■ **Work task**
The answer should contain every record below, output exactly.

Data in this exercise below:

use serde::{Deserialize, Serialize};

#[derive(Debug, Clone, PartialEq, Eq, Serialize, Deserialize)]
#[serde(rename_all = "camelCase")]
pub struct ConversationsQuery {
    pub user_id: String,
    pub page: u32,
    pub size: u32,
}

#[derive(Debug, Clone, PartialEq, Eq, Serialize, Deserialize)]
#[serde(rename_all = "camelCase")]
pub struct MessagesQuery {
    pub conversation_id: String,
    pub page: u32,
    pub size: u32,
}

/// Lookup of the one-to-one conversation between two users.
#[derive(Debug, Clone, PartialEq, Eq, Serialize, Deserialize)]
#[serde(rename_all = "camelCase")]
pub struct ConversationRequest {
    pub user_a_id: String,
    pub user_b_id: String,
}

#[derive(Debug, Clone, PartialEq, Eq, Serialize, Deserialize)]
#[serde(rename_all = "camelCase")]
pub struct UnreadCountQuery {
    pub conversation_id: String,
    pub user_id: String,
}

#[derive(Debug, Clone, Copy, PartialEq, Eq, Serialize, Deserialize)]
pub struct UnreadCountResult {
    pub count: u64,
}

End of Data in this exercise.

■ **Answer area**
use serde::{Deserialize, Serialize};

#[derive(Debug, Clone, PartialEq, Eq, Serialize, Deserialize)]
#[serde(rename_all = "camelCase")]
pub struct ConversationsQuery {
    pub user_id: String,
    pub page: u32,
    pub size: u32,
}

#[derive(Debug, Clone, PartialEq, Eq, Serialize, Deserialize)]
#[serde(rename_all = "camelCase")]
pub struct MessagesQuery {
    pub conversation_id: String,
    pub page: u32,
    pub size: u32,
}

/// Lookup of the one-to-one conversation between two users.
#[derive(Debug, Clone, PartialEq, Eq, Serialize, Deserialize)]
#[serde(rename_all = "camelCase")]
pub struct ConversationRequest {
    pub user_a_id: String,
    pub user_b_id: String,
}

#[derive(Debug, Clone, PartialEq, Eq, Serialize, Deserialize)]
#[serde(rename_all = "camelCase")]
pub struct UnreadCountQuery {
    pub conversation_id: String,
    pub user_id: String,
}

#[derive(Debug, Clone, Copy, PartialEq, Eq, Serialize, Deserialize)]
pub struct UnreadCountResult {
    pub count: u64,
}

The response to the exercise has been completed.